Less than a month after Goldman capitulated and finally admitted it was dead wrong about its “transitory” inflation thesis – a laughably fragile argument, as just one look at the bank’s linearly rising monthly inflation forecasts would immediately reveal…

… and the bank pulled forward its first rate hike forecast from by one year mid 2023 to July 2022, this morning Goldman has fully thrown in the towel on any pretense that inflation will drop in the next few months (or year).

As a result, after noting that not only the latest FOMC Minutes released yesterday hinted at faster than expected inflation if not outright stagflation, but that Several FOMC participants have signaled over the last couple of weeks that they are open to accelerating the pace of tapering – including Vice Chair Clarida and most recently San Francisco Fed President Daly …

… the bank concludes that “the increased openness to accelerating the taper pace likely reflects both somewhat higher-than-expected inflation over the last two months and greater comfort among Fed officials that a faster pace would not shock financial markets” – something Goldman’s highly paid economists clearly were unable to express until just weeks ago.

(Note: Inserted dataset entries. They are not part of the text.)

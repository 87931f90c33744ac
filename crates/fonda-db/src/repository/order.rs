//! # Order Repository
//!
//! Read access for orders and order lines.

use chrono::{DateTime, Utc};
use sqlx::SqlitePool;
use tracing::debug;

use crate::error::{DbError, DbResult};
use fonda_core::{Order, OrderLine, OrderStatus};

/// Repository for order reads and listings.
#[derive(Debug, Clone)]
pub struct OrderRepository {
    pool: SqlitePool,
}

const ORDER_COLUMNS: &str = "id, table_id, staff_id, status, total, created_at";

const LINE_COLUMNS: &str = "id, order_id, dish_id, quantity, unit_price, subtotal";

impl OrderRepository {
    /// Creates a new OrderRepository.
    pub fn new(pool: SqlitePool) -> Self {
        OrderRepository { pool }
    }

    /// Gets an order by ID.
    pub async fn get_by_id(&self, id: &str) -> DbResult<Order> {
        let sql = format!("SELECT {ORDER_COLUMNS} FROM orders WHERE id = ?1");

        sqlx::query_as::<_, Order>(&sql)
            .bind(id)
            .fetch_optional(&self.pool)
            .await?
            .ok_or_else(|| DbError::not_found("Order", id))
    }

    /// Returns the lines of an order.
    pub async fn lines(&self, order_id: &str) -> DbResult<Vec<OrderLine>> {
        let sql = format!("SELECT {LINE_COLUMNS} FROM order_lines WHERE order_id = ?1 ORDER BY id");

        Ok(sqlx::query_as::<_, OrderLine>(&sql)
            .bind(order_id)
            .fetch_all(&self.pool)
            .await?)
    }

    /// Lists orders in a given status, newest first.
    pub async fn list_by_status(&self, status: OrderStatus) -> DbResult<Vec<Order>> {
        let sql = format!(
            "SELECT {ORDER_COLUMNS} FROM orders WHERE status = ?1 ORDER BY created_at DESC"
        );

        let orders = sqlx::query_as::<_, Order>(&sql)
            .bind(status)
            .fetch_all(&self.pool)
            .await?;

        debug!(status = ?status, count = orders.len(), "Listed orders by status");
        Ok(orders)
    }

    /// Lists orders created within `[from, to)`, newest first.
    pub async fn list_by_date_range(
        &self,
        from: DateTime<Utc>,
        to: DateTime<Utc>,
    ) -> DbResult<Vec<Order>> {
        let sql = format!(
            "SELECT {ORDER_COLUMNS} FROM orders \
             WHERE created_at >= ?1 AND created_at < ?2 ORDER BY created_at DESC"
        );

        Ok(sqlx::query_as::<_, Order>(&sql)
            .bind(from)
            .bind(to)
            .fetch_all(&self.pool)
            .await?)
    }

    /// Lists orders that are still in play (not paid, not cancelled),
    /// oldest first so the kitchen sees them in arrival order.
    pub async fn list_active(&self) -> DbResult<Vec<Order>> {
        let sql = format!(
            "SELECT {ORDER_COLUMNS} FROM orders \
             WHERE status IN ('open', 'preparation', 'served') ORDER BY created_at"
        );

        Ok(sqlx::query_as::<_, Order>(&sql).fetch_all(&self.pool).await?)
    }

    /// Returns the active (non-terminal) order for a table, if any.
    ///
    /// The occupancy rule means there is at most one.
    pub async fn active_for_table(&self, table_id: &str) -> DbResult<Option<Order>> {
        let sql = format!(
            "SELECT {ORDER_COLUMNS} FROM orders \
             WHERE table_id = ?1 AND status IN ('open', 'preparation', 'served') \
             ORDER BY created_at DESC LIMIT 1"
        );

        Ok(sqlx::query_as::<_, Order>(&sql)
            .bind(table_id)
            .fetch_optional(&self.pool)
            .await?)
    }
}
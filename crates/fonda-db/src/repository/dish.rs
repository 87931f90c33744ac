//! # Dish Repository
//!
//! Read access for dishes and their recipes.

use sqlx::SqlitePool;

use crate::error::{DbError, DbResult};
use fonda_core::{Dish, Ingredient};

/// Repository for dish and recipe reads.
#[derive(Debug, Clone)]
pub struct DishRepository {
    pool: SqlitePool,
}

const DISH_COLUMNS: &str = "id, name, price, is_active, created_at";

impl DishRepository {
    /// Creates a new DishRepository.
    pub fn new(pool: SqlitePool) -> Self {
        DishRepository { pool }
    }

    /// Gets a dish by ID.
    pub async fn get_by_id(&self, id: &str) -> DbResult<Dish> {
        let sql = format!("SELECT {DISH_COLUMNS} FROM dishes WHERE id = ?1");

        sqlx::query_as::<_, Dish>(&sql)
            .bind(id)
            .fetch_optional(&self.pool)
            .await?
            .ok_or_else(|| DbError::not_found("Dish", id))
    }

    /// Lists dishes sorted by name.
    pub async fn list(&self, include_inactive: bool) -> DbResult<Vec<Dish>> {
        let sql = if include_inactive {
            format!("SELECT {DISH_COLUMNS} FROM dishes ORDER BY name")
        } else {
            format!("SELECT {DISH_COLUMNS} FROM dishes WHERE is_active = 1 ORDER BY name")
        };

        Ok(sqlx::query_as::<_, Dish>(&sql).fetch_all(&self.pool).await?)
    }

    /// Returns the recipe for a dish.
    ///
    /// An empty result is meaningful: a dish without a recipe cannot be
    /// sold, and the payment flow treats it as a hard error.
    pub async fn recipe(&self, dish_id: &str) -> DbResult<Vec<Ingredient>> {
        Ok(sqlx::query_as::<_, Ingredient>(
            "SELECT id, dish_id, product_id, quantity_per_unit \
             FROM ingredients WHERE dish_id = ?1 ORDER BY product_id",
        )
        .bind(dish_id)
        .fetch_all(&self.pool)
        .await?)
    }

    /// Lists the dishes whose recipes use a given product.
    ///
    /// ## Usage
    /// Impact check before deactivating a product.
    pub async fn dishes_using_product(&self, product_id: &str) -> DbResult<Vec<Dish>> {
        Ok(sqlx::query_as::<_, Dish>(
            "SELECT d.id, d.name, d.price, d.is_active, d.created_at \
             FROM dishes d \
             INNER JOIN ingredients i ON i.dish_id = d.id \
             WHERE i.product_id = ?1 ORDER BY d.name",
        )
        .bind(product_id)
        .fetch_all(&self.pool)
        .await?)
    }
}
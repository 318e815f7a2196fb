//! The `configure` command

use anyhow::Context;
use clap::Args;
use sriracha_config::{self as config, UserConfig};
use std::io::{BufRead, IsTerminal, Write};
use std::path::{Path, PathBuf};

#[derive(Args, Clone, Debug)]
pub struct ConfigureArgs {
    /// Local sync directory for S3 files (empty string removes the setting)
    #[arg(long, short = 's', value_name = "DIR")]
    pub local_sync_dir: Option<String>,

    /// Local directory to store logs (empty string removes the setting)
    #[arg(long, short = 'l', value_name = "DIR")]
    pub log_dir: Option<String>,

    /// Do not prompt; use current or default values for unspecified settings
    #[arg(long)]
    pub no_input: bool,
}

/// Configure the local directories and write the config file at `config_path`
pub fn run(args: ConfigureArgs, config_path: &Path) -> anyhow::Result<UserConfig> {
    let existing = UserConfig::load_or_default(config_path)?;
    let interactive = !args.no_input && std::io::stdin().is_terminal();
    let mut input = std::io::stdin().lock();

    let local_sync_dir = choose_dir(
        "local_sync_dir",
        "S3 Local Sync Directory",
        args.local_sync_dir,
        existing.local_sync_dir.as_deref(),
        config::default_sync_dir()?,
        interactive.then_some(&mut input as &mut dyn BufRead),
    )?;

    let log_dir = choose_dir(
        "log_dir",
        "Local log directory",
        args.log_dir,
        existing.log_dir.as_deref(),
        config::default_log_dir()?,
        interactive.then_some(&mut input as &mut dyn BufRead),
    )?;

    let updated = UserConfig {
        local_sync_dir,
        log_dir,
    };
    updated
        .save(config_path)
        .with_context(|| format!("Failed to write config to {}", config_path.display()))?;

    Ok(updated)
}

/// Pick the value for one directory setting and create the directory
///
/// An explicit value wins; otherwise the user is prompted (if `input` is
/// given) with the current value or `fallback` as default.
fn choose_dir(
    key: &str,
    label: &str,
    explicit: Option<String>,
    current: Option<&Path>,
    fallback: PathBuf,
    input: Option<&mut dyn BufRead>,
) -> anyhow::Result<Option<PathBuf>> {
    let default = current.map(Path::to_path_buf).unwrap_or(fallback);
    let default = default.display().to_string();

    let value = match (explicit, input) {
        (Some(value), _) => value,
        (None, Some(input)) => prompt(label, &default, input)?,
        (None, None) => default,
    };

    if value.trim().is_empty() {
        return Ok(None);
    }

    let path = config::prepare_dir(key, value.trim())?;
    Ok(Some(path))
}

fn prompt(label: &str, default: &str, input: &mut dyn BufRead) -> anyhow::Result<String> {
    let mut stderr = std::io::stderr();
    write!(stderr, "{label} [{default}]: ")?;
    stderr.flush()?;

    let mut line = String::new();
    input.read_line(&mut line).context("Failed to read answer")?;

    let answer = line.trim();
    if answer.is_empty() {
        Ok(default.to_string())
    } else {
        Ok(answer.to_string())
    }
}

#[cfg(test)]
mod tests {
    use super::*;
    use tempfile::TempDir;

    #[test]
    fn test_explicit_values_are_written() {
        let temp_dir = TempDir::new().unwrap();
        let config_path = temp_dir.path().join("config.toml");
        let sync_dir = temp_dir.path().join("s3");
        let log_dir = temp_dir.path().join("logs");

        let args = ConfigureArgs {
            local_sync_dir: Some(sync_dir.display().to_string()),
            log_dir: Some(log_dir.display().to_string()),
            no_input: true,
        };
        let written = run(args, &config_path).unwrap();

        assert_eq!(written.local_sync_dir.as_deref(), Some(sync_dir.as_path()));
        assert!(sync_dir.is_dir());
        assert!(log_dir.is_dir());
        assert_eq!(UserConfig::load(&config_path).unwrap(), written);
    }

    #[test]
    fn test_empty_value_removes_setting() {
        let temp_dir = TempDir::new().unwrap();
        let config_path = temp_dir.path().join("config.toml");
        UserConfig {
            local_sync_dir: Some(temp_dir.path().join("s3")),
            log_dir: Some(temp_dir.path().join("logs")),
        }
        .save(&config_path)
        .unwrap();

        let args = ConfigureArgs {
            local_sync_dir: None,
            log_dir: Some(String::new()),
            no_input: true,
        };
        let written = run(args, &config_path).unwrap();

        assert_eq!(
            written.local_sync_dir.as_deref(),
            Some(temp_dir.path().join("s3").as_path())
        );
        assert!(written.log_dir.is_none());
    }

    #[test]
    fn test_prompt_uses_default_on_empty_answer() {
        let mut input: &[u8] = b"\n";
        let answer = prompt("Dir", "/default", &mut input).unwrap();
        assert_eq!(answer, "/default");

        let mut input: &[u8] = b"  /custom  \n";
        let answer = prompt("Dir", "/default", &mut input).unwrap();
        assert_eq!(answer, "/custom");
    }

    #[test]
    fn test_choose_dir_prompts_with_current_value() {
        let temp_dir = TempDir::new().unwrap();
        let current = temp_dir.path().join("current");
        let mut input: &[u8] = b"\n";

        let chosen = choose_dir(
            "local_sync_dir",
            "Dir",
            None,
            Some(&current),
            temp_dir.path().join("fallback"),
            Some(&mut input),
        )
        .unwrap();

        assert_eq!(chosen.as_deref(), Some(current.as_path()));
        assert!(current.is_dir());
        assert!(!temp_dir.path().join("fallback").exists());
    }

    #[test]
    fn test_choose_dir_rejects_remote_path() {
        let temp_dir = TempDir::new().unwrap();
        let result = choose_dir(
            "log_dir",
            "Dir",
            Some("s3://bucket/logs".to_string()),
            None,
            temp_dir.path().join("fallback"),
            None,
        );
        assert!(result.is_err());
    }
}
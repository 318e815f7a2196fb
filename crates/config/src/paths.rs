//! Default locations for sriracha files
//!
//! Everything lives under `~/.sriracha/` unless configured otherwise.

use crate::{ConfigError, Result};
use std::path::{Path, PathBuf};

/// Get the base sriracha directory (~/.sriracha/)
pub fn sriracha_home() -> Result<PathBuf> {
    Ok(dirs::home_dir().ok_or(ConfigError::NoHome)?.join(".sriracha"))
}

/// Get the default config file path (~/.sriracha/config.toml)
pub fn default_config_path() -> Result<PathBuf> {
    Ok(sriracha_home()?.join("config.toml"))
}

/// Get the default local sync directory (~/.sriracha/s3/)
pub fn default_sync_dir() -> Result<PathBuf> {
    Ok(sriracha_home()?.join("s3"))
}

/// Get the default log directory (~/.sriracha/logs/)
pub fn default_log_dir() -> Result<PathBuf> {
    Ok(sriracha_home()?.join("logs"))
}

/// Expand a leading `~` to the home directory
///
/// Paths without a leading `~`, or when no home directory is known, are
/// returned unchanged.
pub fn expand_tilde(path: &Path) -> PathBuf {
    let Ok(rest) = path.strip_prefix("~") else {
        return path.to_path_buf();
    };
    match dirs::home_dir() {
        Some(home) => home.join(rest),
        None => path.to_path_buf(),
    }
}
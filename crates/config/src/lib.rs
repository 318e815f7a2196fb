//! User-level configuration for sriracha
//!
//! The configuration lives in a single TOML file, `~/.sriracha/config.toml`
//! by default, written by `sriracha configure` and read by every command that
//! needs the local sync directory.
//!
//! ```toml
//! local_sync_dir = "/home/me/.sriracha/s3"
//! log_dir = "/home/me/.sriracha/logs"
//! ```

mod paths;

use serde::{Deserialize, Serialize};
use sriracha_mirror::{MirrorError, MirrorRoot};
use std::path::{Path, PathBuf};
use thiserror::Error;

pub use paths::{
    default_config_path, default_log_dir, default_sync_dir, expand_tilde, sriracha_home,
};

/// Errors that can occur while reading or writing the user configuration.
#[derive(Error, Debug)]
pub enum ConfigError {
    #[error("Config file {} does not exist. Please run \"sriracha configure\"", path.display())]
    Missing { path: PathBuf },

    #[error("Failed to parse config {}: {source}", path.display())]
    Parse {
        path: PathBuf,
        #[source]
        source: toml::de::Error,
    },

    #[error("Failed to serialize config: {0}")]
    Serialize(#[from] toml::ser::Error),

    #[error("I/O error at {}: {source}", path.display())]
    Io {
        path: PathBuf,
        #[source]
        source: std::io::Error,
    },

    #[error("{0} cannot be a remote path")]
    RemotePath(String),

    #[error("Failed to determine home directory")]
    NoHome,
}

impl From<ConfigError> for MirrorError {
    fn from(err: ConfigError) -> Self {
        MirrorError::Configuration(err.to_string())
    }
}

/// Result type alias for configuration operations.
pub type Result<T> = std::result::Result<T, ConfigError>;

/// User-specific configuration
#[derive(Debug, Clone, Default, PartialEq, Eq, Serialize, Deserialize)]
pub struct UserConfig {
    /// Local directory under which S3 objects are mirrored
    #[serde(default, skip_serializing_if = "Option::is_none")]
    pub local_sync_dir: Option<PathBuf>,

    /// Local directory for log files
    #[serde(default, skip_serializing_if = "Option::is_none")]
    pub log_dir: Option<PathBuf>,
}

impl UserConfig {
    /// Load configuration from `path`
    ///
    /// Fails with `ConfigError::Missing` if the file does not exist.
    pub fn load(path: &Path) -> Result<Self> {
        let content = match std::fs::read_to_string(path) {
            Ok(content) => content,
            Err(e) if e.kind() == std::io::ErrorKind::NotFound => {
                return Err(ConfigError::Missing {
                    path: path.to_path_buf(),
                })
            }
            Err(e) => {
                return Err(ConfigError::Io {
                    path: path.to_path_buf(),
                    source: e,
                })
            }
        };

        let mut config: UserConfig = toml::from_str(&content).map_err(|e| ConfigError::Parse {
            path: path.to_path_buf(),
            source: e,
        })?;

        config.local_sync_dir = config.local_sync_dir.map(|p| expand_tilde(&p));
        config.log_dir = config.log_dir.map(|p| expand_tilde(&p));
        Ok(config)
    }

    /// Load configuration, returning an empty config if the file doesn't exist
    pub fn load_or_default(path: &Path) -> Result<Self> {
        match Self::load(path) {
            Err(ConfigError::Missing { .. }) => Ok(Self::default()),
            other => other,
        }
    }

    /// Save configuration to `path`
    ///
    /// Creates parent directories if needed. On Unix the file is readable and
    /// writable by its owner only.
    pub fn save(&self, path: &Path) -> Result<()> {
        if let Some(parent) = path.parent() {
            std::fs::create_dir_all(parent).map_err(|e| ConfigError::Io {
                path: parent.to_path_buf(),
                source: e,
            })?;
        }

        let content = toml::to_string_pretty(self)?;
        std::fs::write(path, content).map_err(|e| ConfigError::Io {
            path: path.to_path_buf(),
            source: e,
        })?;

        #[cfg(unix)]
        {
            use std::os::unix::fs::PermissionsExt;
            std::fs::set_permissions(path, std::fs::Permissions::from_mode(0o600)).map_err(
                |e| ConfigError::Io {
                    path: path.to_path_buf(),
                    source: e,
                },
            )?;
        }

        tracing::info!("Wrote to {}", path.display());
        Ok(())
    }

    /// The configured mirror root
    ///
    /// Fails with `MirrorError::Configuration` if no local sync directory is
    /// configured or it is not a usable directory.
    pub fn mirror_root(&self) -> std::result::Result<MirrorRoot, MirrorError> {
        let dir = self.local_sync_dir.as_ref().ok_or_else(|| {
            MirrorError::Configuration(
                "local sync directory is not configured. Please run \"sriracha configure\""
                    .to_string(),
            )
        })?;
        MirrorRoot::new(dir)
    }
}

/// Turn a user-supplied directory into an absolute local path and create it
///
/// `key` names the setting in error messages.
pub fn prepare_dir(key: &str, value: &str) -> Result<PathBuf> {
    if value.contains("://") || value.starts_with("//") {
        return Err(ConfigError::RemotePath(key.to_string()));
    }

    let expanded = expand_tilde(Path::new(value));
    let path = std::path::absolute(&expanded).map_err(|e| ConfigError::Io {
        path: expanded.clone(),
        source: e,
    })?;

    std::fs::create_dir_all(&path).map_err(|e| ConfigError::Io {
        path: path.clone(),
        source: e,
    })?;

    Ok(path)
}
//! Remote store trait and shared types
//!
//! The resolver talks to object storage only through `RemoteStore`, so the
//! same mirroring logic runs against S3 (`S3Store`) or an in-memory store in
//! tests.

use crate::{RemoteReference, Result};
use async_trait::async_trait;
use std::path::Path;
use std::time::SystemTime;

/// Metadata of a remote object
#[derive(Debug, Clone, PartialEq, Eq)]
pub struct ObjectMeta {
    /// Full object key
    pub key: String,
    /// Size in bytes
    pub size: u64,
    /// Last-modified time reported by the store, if any
    pub last_modified: Option<SystemTime>,
}

/// Trait for object storage operations used by the resolver.
#[async_trait]
pub trait RemoteStore: Send + Sync {
    /// Fetch object metadata.
    ///
    /// Returns None if no object exists under exactly this key.
    async fn head(&self, reference: &RemoteReference) -> Result<Option<ObjectMeta>>;

    /// List every object whose key starts with `prefix` (recursive).
    async fn list(&self, bucket: &str, prefix: &str) -> Result<Vec<ObjectMeta>>;

    /// Download an object into `dest`, overwriting any existing file.
    ///
    /// The parent directory of `dest` must already exist.
    async fn download(&self, reference: &RemoteReference, dest: &Path) -> Result<()>;

    /// Read a whole object into memory.
    ///
    /// Returns None if the object does not exist.
    async fn get(&self, reference: &RemoteReference) -> Result<Option<Vec<u8>>>;
}
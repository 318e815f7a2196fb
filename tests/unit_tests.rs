use clap::Parser;
use sriracha::mirror::{DownloadMode, MirrorError};
use sriracha::{ConfigOpts, MirrorOpts};
use std::path::PathBuf;

#[test]
fn test_mirror_opts_defaults() {
    let opts = MirrorOpts::try_parse_from(["s3-to-local"]).unwrap();

    assert_eq!(opts.download_mode, DownloadMode::SizeAndTimestamp);
    assert!(opts.include.is_empty());

    let options = opts.resolve_options().unwrap();
    assert_eq!(options.mode, DownloadMode::SizeAndTimestamp);
}

#[test]
fn test_mirror_opts_download_mode_and_includes() {
    let opts = MirrorOpts::try_parse_from([
        "s3-to-local",
        "--download-mode",
        "size-only",
        "--include",
        "*.csv",
        "--include",
        "2024/*",
    ])
    .unwrap();

    assert_eq!(opts.download_mode, DownloadMode::SizeOnly);
    assert_eq!(opts.include, vec!["*.csv".to_string(), "2024/*".to_string()]);
    assert!(opts.resolve_options().is_ok());
}

#[test]
fn test_mirror_opts_rejects_unknown_mode() {
    let result = MirrorOpts::try_parse_from(["s3-to-local", "--download-mode", "sometimes"]);
    assert!(result.is_err());
}

#[test]
fn test_mirror_opts_bad_pattern() {
    let opts = MirrorOpts::try_parse_from(["s3-to-local", "--include", "[oops"]).unwrap();
    assert!(matches!(
        opts.resolve_options(),
        Err(MirrorError::InvalidOption(_))
    ));
}

#[test]
fn test_config_opts_explicit_path() {
    let opts = ConfigOpts::try_parse_from(["sriracha", "--config", "/tmp/sriracha.toml"]).unwrap();
    assert_eq!(opts.path().unwrap(), PathBuf::from("/tmp/sriracha.toml"));
}
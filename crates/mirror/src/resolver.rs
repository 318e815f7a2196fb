//! Resolve remote references to local mirror paths

use crate::local::{ensure_parent, set_modified, LocalFile};
use crate::store::{ObjectMeta, RemoteStore};
use crate::{
    DownloadMode, InvalidReason, MirrorError, MirrorRoot, RemoteFailure, RemoteReference, Result,
};
use std::path::{Path, PathBuf};

/// Manifest object names looked up under a dataset prefix, in order
pub const MANIFEST_FILENAMES: [&str; 2] = ["lecida__manifest.yml", "manifest.yml"];

/// Options controlling a single resolve
#[derive(Debug, Clone, Default)]
pub struct ResolveOptions {
    pub mode: DownloadMode,
    include: Vec<glob::Pattern>,
}

impl ResolveOptions {
    pub fn new(mode: DownloadMode) -> Self {
        Self {
            mode,
            include: Vec::new(),
        }
    }

    /// Restrict prefix syncs to objects whose key (relative to the prefix)
    /// matches at least one of these glob patterns
    pub fn with_include_patterns<I, S>(mut self, patterns: I) -> Result<Self>
    where
        I: IntoIterator<Item = S>,
        S: AsRef<str>,
    {
        for pattern in patterns {
            let pattern = pattern.as_ref();
            let compiled = glob::Pattern::new(pattern).map_err(|e| {
                MirrorError::InvalidOption(format!("invalid include pattern '{pattern}': {e}"))
            })?;
            self.include.push(compiled);
        }
        Ok(self)
    }

    fn includes(&self, relative_key: &str) -> bool {
        self.include.is_empty() || self.include.iter().any(|p| p.matches(relative_key))
    }
}

/// Keeps local copies of remote objects under a mirror root
pub struct MirrorResolver<S> {
    root: MirrorRoot,
    store: S,
}

impl<S: RemoteStore> MirrorResolver<S> {
    pub fn new(root: MirrorRoot, store: S) -> Self {
        Self { root, store }
    }

    pub fn root(&self) -> &MirrorRoot {
        &self.root
    }

    pub fn store(&self) -> &S {
        &self.store
    }

    /// Local mirror path for a reference, without touching the filesystem or network
    pub fn local_path(&self, reference: &RemoteReference) -> PathBuf {
        reference.local_path(self.root.path())
    }

    /// Ensure a local copy of `uri` exists and return its path
    ///
    /// Malformed references are rejected before any filesystem or network access.
    pub async fn resolve(&self, uri: &str, options: &ResolveOptions) -> Result<PathBuf> {
        let reference = RemoteReference::parse(uri)?;
        self.resolve_reference(&reference, options).await
    }

    /// Like `resolve`, but plain local paths are returned unchanged
    pub async fn resolve_path(&self, path: &str, options: &ResolveOptions) -> Result<PathBuf> {
        match local_passthrough(path)? {
            Some(local) => Ok(local),
            None => self.resolve(path, options).await,
        }
    }

    pub async fn resolve_reference(
        &self,
        reference: &RemoteReference,
        options: &ResolveOptions,
    ) -> Result<PathBuf> {
        let local_path = self.local_path(reference);

        if options.mode == DownloadMode::Never {
            tracing::debug!("Download disabled, using {}", local_path.display());
            return Ok(local_path);
        }

        if reference.is_prefix() {
            self.sync_prefix(reference, &local_path, options).await?;
            return Ok(local_path);
        }

        if options.mode == DownloadMode::IfMissing && LocalFile::stat(&local_path)?.is_some() {
            tracing::debug!("Local copy exists: {}", local_path.display());
            return Ok(local_path);
        }

        match self.store.head(reference).await? {
            Some(meta) => {
                if !options.include.is_empty() {
                    return Err(MirrorError::InvalidOption(
                        "include patterns are only allowed for prefixes".to_string(),
                    ));
                }
                self.sync_object(reference, &meta, &local_path, options.mode)
                    .await?;
            }
            // No object under this exact key: treat it as a prefix
            None => self.sync_prefix(reference, &local_path, options).await?,
        }

        Ok(local_path)
    }

    /// Download one object unless the local copy is fresh. Returns true if downloaded.
    async fn sync_object(
        &self,
        reference: &RemoteReference,
        meta: &ObjectMeta,
        local_path: &Path,
        mode: DownloadMode,
    ) -> Result<bool> {
        if let Some(existing) = LocalFile::stat(local_path)? {
            if existing.is_fresh(meta, mode) {
                tracing::debug!("Up to date: {}", local_path.display());
                return Ok(false);
            }
        }

        ensure_parent(local_path)?;
        tracing::info!("Downloading {} to {}", reference, local_path.display());
        self.store.download(reference, local_path).await?;

        if let Some(modified) = meta.last_modified {
            set_modified(local_path, modified)?;
        }

        Ok(true)
    }

    async fn sync_prefix(
        &self,
        reference: &RemoteReference,
        local_dir: &Path,
        options: &ResolveOptions,
    ) -> Result<()> {
        let mode = options.mode.for_prefix();
        let prefix = reference.list_prefix();

        let objects: Vec<ObjectMeta> = self
            .store
            .list(reference.bucket(), &prefix)
            .await?
            .into_iter()
            .filter(|o| !o.key.ends_with('/'))
            .collect();

        if objects.is_empty() {
            return Err(MirrorError::remote(reference, RemoteFailure::NoObjectFound));
        }

        let mut downloaded = 0usize;
        let mut up_to_date = 0usize;

        for meta in &objects {
            let Some(relative) = meta.key.strip_prefix(prefix.as_str()) else {
                continue;
            };
            if relative
                .split('/')
                .any(|s| s.is_empty() || s == "." || s == "..")
            {
                tracing::warn!("Skipping object with unsafe key: {}", meta.key);
                continue;
            }
            if !options.includes(relative) {
                continue;
            }

            let child = reference.child(relative);
            let local_path = self.local_path(&child);
            if self.sync_object(&child, meta, &local_path, mode).await? {
                downloaded += 1;
            } else {
                up_to_date += 1;
            }
        }

        tracing::info!(
            "Synced {} to {}: {} downloaded, {} up to date",
            reference,
            local_dir.display(),
            downloaded,
            up_to_date
        );

        Ok(())
    }
}

/// Return `path` unchanged if it is a plain local path
///
/// Anything carrying a URI scheme (`name:` with a letter first, then letters,
/// digits, `+`, `-` or `.`) yields None and must go through `resolve`, so
/// `s3:bucket/a.csv` is rejected there instead of being read as a file name.
/// A network location without a scheme (`//host/...`) is an error.
pub fn local_passthrough(path: &str) -> Result<Option<PathBuf>> {
    if has_scheme(path) {
        return Ok(None);
    }
    if path.starts_with("//") {
        return Err(MirrorError::invalid(path, InvalidReason::WrongScheme));
    }
    Ok(Some(PathBuf::from(path)))
}

fn has_scheme(path: &str) -> bool {
    let Some((scheme, _)) = path.split_once(':') else {
        return false;
    };
    let mut chars = scheme.chars();
    chars.next().is_some_and(|c| c.is_ascii_alphabetic())
        && chars.all(|c| c.is_ascii_alphanumeric() || matches!(c, '+' | '-' | '.'))
}

/// Find and read the dataset manifest under a prefix
///
/// Returns the reference of the manifest that was found and its UTF-8 body.
pub async fn fetch_manifest<S: RemoteStore + ?Sized>(
    store: &S,
    uri: &str,
) -> Result<(RemoteReference, String)> {
    let reference = RemoteReference::parse(uri)?;

    for name in MANIFEST_FILENAMES {
        let candidate = reference.child(name);
        if let Some(body) = store.get(&candidate).await? {
            let text = String::from_utf8(body).map_err(|e| {
                MirrorError::remote(
                    &candidate,
                    RemoteFailure::Other(format!("manifest is not valid UTF-8: {e}")),
                )
            })?;
            return Ok((candidate, text));
        }
    }

    Err(MirrorError::remote(reference, RemoteFailure::NoObjectFound))
}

The increased openness to accelerating the taper pace likely reflects both somewhat higher-than-expected inflation over the last two months and greater comfort among Fed officials that a faster pace would not shock financial markets. Some Fed officials might be persuaded to accelerate the taper by the upside inflation surprises over the last two months, especially on the shelter component. Other Fed officials, especially in the leadership, might have already expected inflation prints to remain high through the winter, but—with market pricing of rate hikes in the first half of 2022 rising—might now feel more confident that accelerating the pace, which is already more than twice as fast as the pace last cycle, will not produce the sort of unexpected market turmoil that reductions in balance sheet accommodation have sometimes caused in the past.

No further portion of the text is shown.